Anche se al momento i prezzi sono in calo le materie prime ci costano 80 miliardi in più rispetto al pre covid.
Le materie prime ci costano 80 miliardi in più rispetto al pre covid
Secondo l’Ufficio studi della CGIA le materie prime ci costano 80 miliardi in più rispetto al pre covid.
Negli ultimi tre anni metalli e minerali sono rincarati mediamente del 25,7 per cento e i costi energetici sono raddoppiati.
In particolare nel settore energetico il carbone è aumentata del 463,3 per cento e il gas naturale addirittura del 671,6 per cento.
Tra i minerali solamente il piombo è in controtendenza con una diminuzione del 8,4 per cento.
L’indice dei prezzi di questi due gruppi di commodity nel 2019 è stato sostanzialmente stabile.
Ma a partire dal febbraio del 2020, con il covid che sostanzialmente ha ridotto la domanda mondiale, i prezzi si sono abbassati.
La risalita ha avuto inizio dal maggio del 2020 e la successiva ripresa economica mondiale ha spinto in alto i prezzi.
il trend si è interrotto solo ad aprile 2022 per i metalli e a settembre 2022 per l’energia.
L’Ufficio studi della CGIA fa notare che nel 2019, il prezzo dei 2 gruppi di commodity risultava ben al di sotto dei livelli medi del 2010.
Dopo la crisi del 2009 si è assistito ad un aumento progressivo dei livelli dei prezzi che ha azzerato del tutto le diminuzioni verificatesi nel periodo della recessione.
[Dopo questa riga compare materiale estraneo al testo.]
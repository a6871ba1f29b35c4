// ABOUTME: Ingredient alias table mapping canonical names to alternate spellings
// ABOUTME: Immutable, explicitly constructed, and injected into the normalizer
//
// SPDX-License-Identifier: MIT OR Apache-2.0
// Copyright (c) 2026 Pantry Chef Contributors

use std::collections::HashMap;
use std::iter;

/// Built-in aliases, canonical name first. Entry order is the resolution order.
const BUILTIN_ALIASES: &[(&str, &[&str])] = &[
    ("tomato", &["tomatoes", "tomatoe", "tamatar"]),
    ("onion", &["onions", "pyaz"]),
    ("garlic", &["garlics", "lahsun"]),
    ("ginger", &["gingers", "adrak"]),
    ("chicken", &["chickens", "murgi", "murgh"]),
    ("rice", &["rices", "basmati", "jasmine"]),
    ("oil", &["oils", "ghee", "butter"]),
    ("salt", &["salts", "namak"]),
    ("pepper", &["peppers", "black pepper", "kali mirch"]),
    ("cumin", &["cumins", "jeera"]),
    ("coriander", &["cilantro", "dhania"]),
    ("turmeric", &["haldi"]),
    ("chili", &["chilies", "red chili", "lal mirch"]),
    ("milk", &["milks", "doodh"]),
    ("yogurt", &["yoghurt", "curd", "dahi"]),
    ("flour", &["flours", "maida"]),
    ("sugar", &["sugars", "cheeni"]),
    ("water", &["waters"]),
    ("lemon", &["lemons", "lime", "nimbu"]),
    ("potato", &["potatoes", "aloo"]),
    ("carrot", &["carrots", "gajar"]),
    ("spinach", &["spinaches", "palak"]),
    ("green beans", &["beans", "string beans", "lobiya"]),
    ("bell pepper", &["capsicum", "simla mirch"]),
    ("mushroom", &["mushrooms", "khumbh"]),
    ("peas", &["green peas", "matar"]),
    ("paneer", &["cottage cheese", "indian cheese"]),
    ("lentils", &["dal", "daal", "lens"]),
    ("chickpeas", &["chana", "garbanzo"]),
];

/// One canonical ingredient and the spellings that resolve to it
#[derive(Debug, Clone, PartialEq, Eq)]
pub struct AliasEntry {
    /// Preferred spelling
    pub canonical: String,
    /// Alternate spellings, stored lowercased
    pub aliases: Vec<String>,
}

/// A spelling claimed by more than one canonical entry
#[derive(Debug, Clone, PartialEq, Eq)]
pub struct AliasConflict {
    /// The ambiguous spelling
    pub spelling: String,
    /// Canonical entry that wins resolution (first in entry order)
    pub resolved_to: String,
    /// Canonical entry whose claim is shadowed
    pub shadowed: String,
}

/// Read-only mapping from alternate spellings to canonical ingredient names.
///
/// Resolution is exact-string: a cleaned fragment resolves only when it equals
/// a canonical name or one of its aliases. When two entries claim the same
/// spelling, the entry added first wins.
#[derive(Debug, Clone)]
pub struct AliasTable {
    entries: Vec<AliasEntry>,
    index: HashMap<String, usize>,
}

impl AliasTable {
    /// Build a table from `(canonical, aliases)` pairs, in resolution order
    #[must_use]
    pub fn new<I, C, A, S>(entries: I) -> Self
    where
        I: IntoIterator<Item = (C, A)>,
        C: Into<String>,
        A: IntoIterator<Item = S>,
        S: AsRef<str>,
    {
        let entries: Vec<AliasEntry> = entries
            .into_iter()
            .map(|(canonical, aliases)| AliasEntry {
                canonical: canonical.into(),
                aliases: aliases
                    .into_iter()
                    .map(|alias| alias.as_ref().to_lowercase())
                    .collect(),
            })
            .collect();

        let mut index = HashMap::new();
        for (position, entry) in entries.iter().enumerate() {
            index.entry(entry.canonical.clone()).or_insert(position);
            for alias in &entry.aliases {
                index.entry(alias.clone()).or_insert(position);
            }
        }

        Self { entries, index }
    }

    /// The table shipped with the application
    #[must_use]
    pub fn builtin() -> Self {
        Self::new(
            BUILTIN_ALIASES
                .iter()
                .map(|(canonical, aliases)| (*canonical, aliases.iter().copied())),
        )
    }

    /// A table that resolves nothing
    #[must_use]
    pub fn empty() -> Self {
        Self {
            entries: Vec::new(),
            index: HashMap::new(),
        }
    }

    /// Canonical form of `cleaned`, or `None` when no entry claims it
    #[must_use]
    pub fn resolve(&self, cleaned: &str) -> Option<&str> {
        self.index
            .get(cleaned)
            .and_then(|&position| self.entries.get(position))
            .map(|entry| entry.canonical.as_str())
    }

    /// Entries in resolution order
    #[must_use]
    pub fn entries(&self) -> &[AliasEntry] {
        &self.entries
    }

    /// Number of canonical entries
    #[must_use]
    pub fn len(&self) -> usize {
        self.entries.len()
    }

    /// Whether the table has no entries
    #[must_use]
    pub fn is_empty(&self) -> bool {
        self.entries.is_empty()
    }

    /// Spellings claimed by more than one entry.
    ///
    /// Aliases should be disjoint across canonical entries; this is the check
    /// used by tests and the `health` command to keep them that way.
    #[must_use]
    pub fn conflicts(&self) -> Vec<AliasConflict> {
        let mut conflicts = Vec::new();
        for (position, entry) in self.entries.iter().enumerate() {
            let spellings = iter::once(&entry.canonical).chain(entry.aliases.iter());
            for spelling in spellings {
                let Some(&owner) = self.index.get(spelling) else {
                    continue;
                };
                if owner != position {
                    conflicts.push(AliasConflict {
                        spelling: spelling.clone(),
                        resolved_to: self.entries[owner].canonical.clone(),
                        shadowed: entry.canonical.clone(),
                    });
                }
            }
        }
        conflicts
    }
}

impl Default for AliasTable {
    fn default() -> Self {
        Self::builtin()
    }
}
Da notare anche che l’indice dei prezzi del mese di ottobre 2022 per i metalli risulta di poco inferiore rispetto al dato medio del lontano 2010.
I prezzi dell’energia, nonostante il sensibile calo degli ultimi mesi, rimangono invece su livelli molto alti al punto che nell’ottobre 2022 sono doppi rispetto allo stesso periodo del 2019.
I noli marittimi
Anche l’aumento dei noli marittimi (+170% sul pre pandemia) ha contribuito al rialzo dei prezzi delle materie prime.
Il motivo è che il 90 per cento circa del trasporto internazionale di merci viaggia per mare e un ruolo determinante nel trasporto container lo recitano i paesi dell’estremo oriente.
Infatti la Cina, ad esempio, controlla oltre il 54 per cento della quota di mercato mondiale.
Il cuneo fiscale
L’aumento dei prezzi delle materie prime ha provocato come conseguenza l’aumento dell’inflazione che nel nostro Paese ormai viaggia su doppia cifra.
L’inflazione purtroppo colpisce maggiormente le fasce di popolazione a reddito fisso che subiscono una forte perdita di potere d’acquisto.
La conseguenza della minore capacità di spesa delle fasce di popolazione a reddito fisso è che la domanda interna è destinata a ridursi.
Per uscire da questo circolo vizioso bisognerebbe ridurre il cuneo fiscale per rimpolpare le buste paga.